Lei J, et al reported that the prevalence of degenerative TMJ changes could be up to 59.30% in chinses adolescents and young adults with recent-onset disc displacement without reduction. [9] Most of these degenerative changes were early-stage osteoarthritic (OA) changes, including loss of continuity of the articular cortex and surface erosion or destruction identified by high-resolution CBCT. Late-stage OA changes (deviation in form and osteophyte) occurred in 13.63% of the symptomatic TMJs. This is basically consistent with the findings of this study, where 20% (8/40) of the DDwoR patients also presented with degenerative joint disease. Adolescents and young adults may be particularly vulnerable to consequences of degenerative joint disease since normal condylar formation could be hindered. [26] Early diagnosis and intervention is thus prudent to improve the possibility of condylar repair and regeneration to restore TMJ form/structure in adolescents/young adults. [27]
TMJ closed lock start from “mechanical” joint disorder, in which a displaced disc obstructs the forward condylar translation resulting in restricted mouth opening. [3] Theoretically, mandibular condylar movement exercise could overcome the interference of displaced discs and increase condylar mobility. However, patients’ attempts to increase mouth-opening were frequently hindered by the pain of TMJ. Without enough exercise range, the mandibular condylar movement might displace the disc gradually farther forward to an anterior position. Then the increased mouth opening would be a result of adaptive condylar movement over deformed disc. [17] In fact, a number of studies have reported that disc recapturing by regular exercise is very limited. In more than 75% of the successfully treated cases, discs are still anteriorly displaced and deformed. [13, 28] The betterment of function based on adaptive disc deformity is not a stable condition. There are risks of progression to the more advanced stages by a breakdown in the balance between a patient’s adaptive capacity and overloading of the TMJ. Temporomandibular dysfunction might become a recurrent or persistent condition for a long time. [4–7]

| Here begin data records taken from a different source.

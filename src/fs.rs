//! Filesystem capability used by the tree builder
//!
//! The builder never touches `std::fs` directly. Everything it needs goes
//! through [`FileSystem`], so tests can substitute an in-memory tree with a
//! fixed listing order.

use std::io;
use std::path::{Path, PathBuf};

use tracing::debug;

/// One item of a directory listing.
#[derive(Debug, Clone, PartialEq, Eq)]
pub struct Entry {
    pub name: String,
    pub path: PathBuf,
}

impl Entry {
    pub fn new(name: impl Into<String>, path: impl Into<PathBuf>) -> Self {
        Self {
            name: name.into(),
            path: path.into(),
        }
    }
}

/// Read-only filesystem operations needed to build a tree.
pub trait FileSystem {
    /// Whether `path` resolves to a directory. Symlinks are followed.
    fn is_dir(&self, path: &Path) -> bool;

    /// Immediate entries of the directory at `path`, in iteration order.
    fn list_entries(&self, path: &Path) -> io::Result<Vec<Entry>>;

    /// Whether `path` resolves to an existing entry. Symlinks are followed,
    /// so a dangling or looping link does not exist.
    fn exists(&self, path: &Path) -> bool;
}

impl<F: FileSystem + ?Sized> FileSystem for &F {
    fn is_dir(&self, path: &Path) -> bool {
        (**self).is_dir(path)
    }

    fn list_entries(&self, path: &Path) -> io::Result<Vec<Entry>> {
        (**self).list_entries(path)
    }

    fn exists(&self, path: &Path) -> bool {
        (**self).exists(path)
    }
}

/// The host filesystem, backed by `std::fs`.
#[derive(Debug, Clone, Copy, Default)]
pub struct HostFs;

impl FileSystem for HostFs {
    fn is_dir(&self, path: &Path) -> bool {
        path.is_dir()
    }

    fn list_entries(&self, path: &Path) -> io::Result<Vec<Entry>> {
        let entries = std::fs::read_dir(path)?
            .filter_map(|entry| match entry {
                Ok(e) => Some(Entry::new(e.file_name().to_string_lossy(), e.path())),
                Err(err) => {
                    debug!(dir = %path.display(), error = %err, "dropping unreadable listing entry");
                    None
                }
            })
            .collect();
        Ok(entries)
    }

    fn exists(&self, path: &Path) -> bool {
        path.try_exists().unwrap_or(false)
    }
}

#[cfg(test)]
mod tests {
    use super::*;
    use crate::test_utils::TempTree;

    #[test]
    fn test_host_fs_lists_entries() {
        let tree = TempTree::new();
        tree.add_file("a.txt", "a");
        tree.add_dir("b");

        let mut names: Vec<_> = HostFs
            .list_entries(tree.path())
            .unwrap()
            .into_iter()
            .map(|e| e.name)
            .collect();
        names.sort();

        assert_eq!(names, vec!["a.txt", "b"]);
    }

    #[test]
    fn test_host_fs_classifies() {
        let tree = TempTree::new();
        let file = tree.add_file("a.txt", "a");
        let dir = tree.add_dir("b");

        assert!(HostFs.exists(&file));
        assert!(!HostFs.is_dir(&file));
        assert!(HostFs.is_dir(&dir));
        assert!(!HostFs.exists(&tree.path().join("missing")));
    }

    #[test]
    fn test_host_fs_listing_missing_dir_fails() {
        let tree = TempTree::new();
        assert!(HostFs.list_entries(&tree.path().join("missing")).is_err());
    }

    #[test]
    #[cfg(unix)]
    fn test_host_fs_broken_symlink_does_not_exist() {
        let tree = TempTree::new();
        let link = tree.path().join("dangling");
        std::os::unix::fs::symlink("nowhere", &link).unwrap();

        assert!(!HostFs.exists(&link));
        assert!(!HostFs.is_dir(&link));
    }
}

Anesthetic block of auriculotemporal nerve can effectively numb TMJ and reduce protective muscle splinting. [21, 22] Subsequently, patients can quickly increase the range of jaw movement through pain-free exercise in several minutes. Meanwhile, sufficient condylar movement produces enough stretching forces on the displaced disc to exceed the anchoring forces produced by vacuum effect, and result in full reduction of the disc. The presence of an audible TMJ click during mandibular condylar movement exercise has been reported by patients in this study, and has been proved an indication for successful TMJ closed-lock reduction. [26, 29] Physical disc reduction in the early course of closed lock is important, because the disc position is not likely to change in long-standing internal derangement. [2–4] Also, an ideal disc‐condyle relationship appears extremely important for condylar repair and regeneration in adolescence or young patients with TMJ DJD. [26]

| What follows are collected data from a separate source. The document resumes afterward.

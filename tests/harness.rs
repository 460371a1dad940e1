//! Test harness for arbor integration tests

use std::path::Path;
use std::process::Command;

pub use arbor::test_utils::TempTree;

pub fn run_arbor(dir: &Path, args: &[&str]) -> (String, String, bool) {
    let binary = env!("CARGO_BIN_EXE_arbor");
    let output = Command::new(binary)
        .args(args)
        .env_remove("ARBOR_LOG")
        .env("NO_COLOR", "1")
        .current_dir(dir)
        .output()
        .expect("Failed to run arbor");

    let stdout = String::from_utf8_lossy(&output.stdout).to_string();
    let stderr = String::from_utf8_lossy(&output.stderr).to_string();
    let success = output.status.success();

    (stdout, stderr, success)
}

#[cfg(test)]
mod tests {
    use super::*;

    #[test]
    fn test_harness_creates_temp_dir() {
        let tree = TempTree::new();
        assert!(tree.path().exists());
    }

    #[test]
    fn test_harness_runs_binary() {
        let tree = TempTree::new();
        let (_stdout, _stderr, success) = run_arbor(tree.path(), &["--version"]);
        assert!(success);
    }
}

When the disc is recaptured through excise therapy, a considerable number of cases will be re-dislocated. [14, 26] We designed hypertonic dextrose prolotherapy to stabilize the repositioning of the disc. Fouda, A.A. has reported that injection of hypertonic dextrose in retro-discal area is effective for reducing clicking and subsequently improving TMJ derangement. [23] Dextrose is considered to be the safest proliferating agent as it is soluble in water, a normal constituent of blood chemistry, and can be injected in large quantities without complications. Hypertonic dextrose solutions at the injection site dehydrate cells, which leads to inflammation of local tissue that in turn triggers the release of growth factors such as fibroblast growth factor, and connective tissue growth factor. [30, 31] The growth factors initiate fibroblast proliferation with production of stronger, thicker, and organized connective tissue. [32, 33] Tissue repair can be evident at 2 weeks with fibrosis and other signs of regeneration at the injection sites. [34] Strengthening of ligaments or tendons that compose the posterior band would prevent anterior displacement of articular disc and also result in a tight feeling in posterior area of affected joint, which would spectacularly diminish without further treatments.